It can be seen that the strategy network and value network in AlphaGo use the deep convolutional neural network introduced in Chapter 6. The two networks are very similar, and we can even define them directly with a Python function. Before that, let's take a look at a special use of Keras, which can significantly shorten the definition of the network. As mentioned in Chapter 7, we can use the ZeroPadding2Dutility layer of Keras to align the input image. This is completely fine, but if you move its functions into the Conv2Dlayer, you can save a lot of pen and ink when defining the model. In the value network and policy network, the input of each convolutional layer can be aligned so that the size of their output filter is the same as the input (19×19). For example, according to our previous practice, the first layer has 19×19 input, the second layer has a core size of 5, and the output is a 19×19 filter. The first layer needs to be aligned to a 23×23 image. And now we can directly let the convolutional layer maintain the input size, just provide the parameters when defining the convolutional layer padding='same', it can handle the alignment operation by itself. With this quick definition, then we can easily define the 11 layers shared by AlphaGo's policy network and value network, as shown in the code listing 13-1. Readers can find this definition in the alphago.py file in the dlgo.networks module in the GitHub code base.

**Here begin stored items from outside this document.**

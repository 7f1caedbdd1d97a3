use anyhow::Context as _;
use async_trait::async_trait;
use serde::Deserialize;
use url::Url;

/// AI-generated thematic summary and representative verse for one book.
/// Created by one successful service call and held in memory by the
/// requesting card only.
#[derive(Debug, Clone, PartialEq, Eq, Deserialize)]
pub struct Insight {
    pub summary: String,
    #[serde(rename = "keyVerse")]
    pub key_verse: String,
}

#[derive(Debug, Clone)]
pub struct InsightConfig {
    /// Credential for the generation service. `None` is a recognized,
    /// handled condition: the adapter logs and returns no insight without
    /// attempting a network call.
    pub api_key: Option<String>,
    pub base_url: String,
    pub model: String,
}

pub const DEFAULT_BASE_URL: &str = "https://generativelanguage.googleapis.com/v1beta";
pub const DEFAULT_MODEL: &str = "gemini-2.5-flash";

impl InsightConfig {
    /// Read the credential from `GEMINI_API_KEY`. Only the CLI boundary
    /// calls this; the adapter itself never touches the process environment.
    pub fn from_env() -> Self {
        let api_key = std::env::var("GEMINI_API_KEY")
            .ok()
            .filter(|key| !key.trim().is_empty());
        Self {
            api_key,
            base_url: DEFAULT_BASE_URL.to_owned(),
            model: DEFAULT_MODEL.to_owned(),
        }
    }
}

pub fn generate_endpoint(base_url: &str, model: &str) -> String {
    let base_url = base_url.trim_end_matches('/');
    format!("{base_url}/models/{model}:generateContent")
}

/// Anything a card can ask for an insight. The production implementation is
/// [`InsightClient`]; tests substitute a stub to observe call counts.
#[async_trait]
pub trait InsightSource: Send + Sync {
    /// Fetch an insight for `book_name`, or `None` on any failure. Errors
    /// never propagate past this boundary.
    async fn fetch_insight(&self, book_name: &str) -> Option<Insight>;
}

pub struct InsightClient {
    client: reqwest::Client,
    config: InsightConfig,
}

impl InsightClient {
    pub fn new(config: InsightConfig) -> anyhow::Result<Self> {
        Url::parse(&config.base_url)
            .with_context(|| format!("parse insight base url: {}", config.base_url))?;
        Ok(Self {
            client: reqwest::Client::new(),
            config,
        })
    }

    async fn request(&self, api_key: &str, book_name: &str) -> anyhow::Result<Insight> {
        let endpoint = generate_endpoint(&self.config.base_url, &self.config.model);
        let body = request_body(book_name);

        let response = self
            .client
            .post(&endpoint)
            .header("x-goog-api-key", api_key)
            .json(&body)
            .send()
            .await
            .with_context(|| format!("POST {endpoint}"))?;

        let status = response.status();
        let raw = response
            .text()
            .await
            .context("read generation response body")?;
        if !status.is_success() {
            let message = parse_error_message(&raw).unwrap_or_else(|| raw.clone());
            anyhow::bail!("generation API error ({status}): {message}");
        }

        let value: serde_json::Value =
            serde_json::from_str(&raw).context("parse generation response")?;
        let text = extract_candidate_text(&value).context("extract candidate text")?;
        parse_insight(&text)
    }
}

#[async_trait]
impl InsightSource for InsightClient {
    async fn fetch_insight(&self, book_name: &str) -> Option<Insight> {
        let Some(api_key) = self.config.api_key.as_deref() else {
            tracing::error!(book = book_name, "insight API key is not configured");
            return None;
        };

        match self.request(api_key, book_name).await {
            Ok(insight) => Some(insight),
            Err(err) => {
                tracing::error!(
                    book = book_name,
                    error = format!("{err:#}"),
                    "fetch book insight failed"
                );
                None
            }
        }
    }
}

fn request_body(book_name: &str) -> serde_json::Value {
    let prompt = format!(
        "Provide a short, inspiring summary (max 40 words) and one representative \
key verse for the Bible book: {book_name}.\n\
IMPORTANT: The output MUST be in Traditional Chinese (繁體中文). The key verse \
should be the full text of the verse in Chinese Union Version (CUV) if possible."
    );

    serde_json::json!({
        "contents": [ { "parts": [ { "text": prompt } ] } ],
        "generationConfig": {
            "responseMimeType": "application/json",
            "responseSchema": {
                "type": "OBJECT",
                "properties": {
                    "summary": {
                        "type": "STRING",
                        "description": "A brief, 1-2 sentence summary of the book's theme in Traditional Chinese.",
                    },
                    "keyVerse": {
                        "type": "STRING",
                        "description": "A famous or representative verse from the book in Traditional Chinese.",
                    },
                },
                "required": ["summary", "keyVerse"],
            },
        },
    })
}

fn parse_error_message(raw_json: &str) -> Option<String> {
    let value: serde_json::Value = serde_json::from_str(raw_json).ok()?;
    let message = value.get("error")?.get("message")?.as_str()?.to_owned();
    Some(message)
}

fn extract_candidate_text(value: &serde_json::Value) -> anyhow::Result<String> {
    let parts = value
        .pointer("/candidates/0/content/parts")
        .and_then(|v| v.as_array())
        .ok_or_else(|| anyhow::anyhow!("missing candidate content parts in response"))?;

    let mut text = String::new();
    for part in parts {
        if let Some(part_text) = part.get("text").and_then(|v| v.as_str()) {
            text.push_str(part_text);
        }
    }

    if text.trim().is_empty() {
        anyhow::bail!("generation output text is empty");
    }
    Ok(text)
}

/// Parse the schema-constrained payload. A payload that parses but is
/// missing either field, or carries an empty field, counts as a failure
/// rather than surfacing partial data.
fn parse_insight(text: &str) -> anyhow::Result<Insight> {
    let insight: Insight = serde_json::from_str(text).context("parse insight payload")?;
    if insight.summary.trim().is_empty() {
        anyhow::bail!("insight payload has an empty summary");
    }
    if insight.key_verse.trim().is_empty() {
        anyhow::bail!("insight payload has an empty keyVerse");
    }
    Ok(insight)
}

Code Listing 13-1 Initialize the neural network for AlphaGo's policy network and value network

from keras.models import Sequential
from keras.layers.core import Dense, Flatten
from keras.layers.convolutional import Conv2D

def alphago_model(input_shape, is_policy_net=False,    ⇽---  这个布尔值选项用来在初始化时指定是策略网络还是价值网络
                  num_filters=192,    ⇽---  除最后一个卷积层之外,所有层的过滤器数量都相同
                  first_kernel_size=5,
                  other_kernel_size=3):    ⇽---  第1层的核心尺寸为5,其他层都是3

    model = Sequential()
    model.add(
        Conv2D(num_filters, first_kernel_size, input_shape=input_shape,
     padding='same',
               data_format='channels_first', activation='relu'))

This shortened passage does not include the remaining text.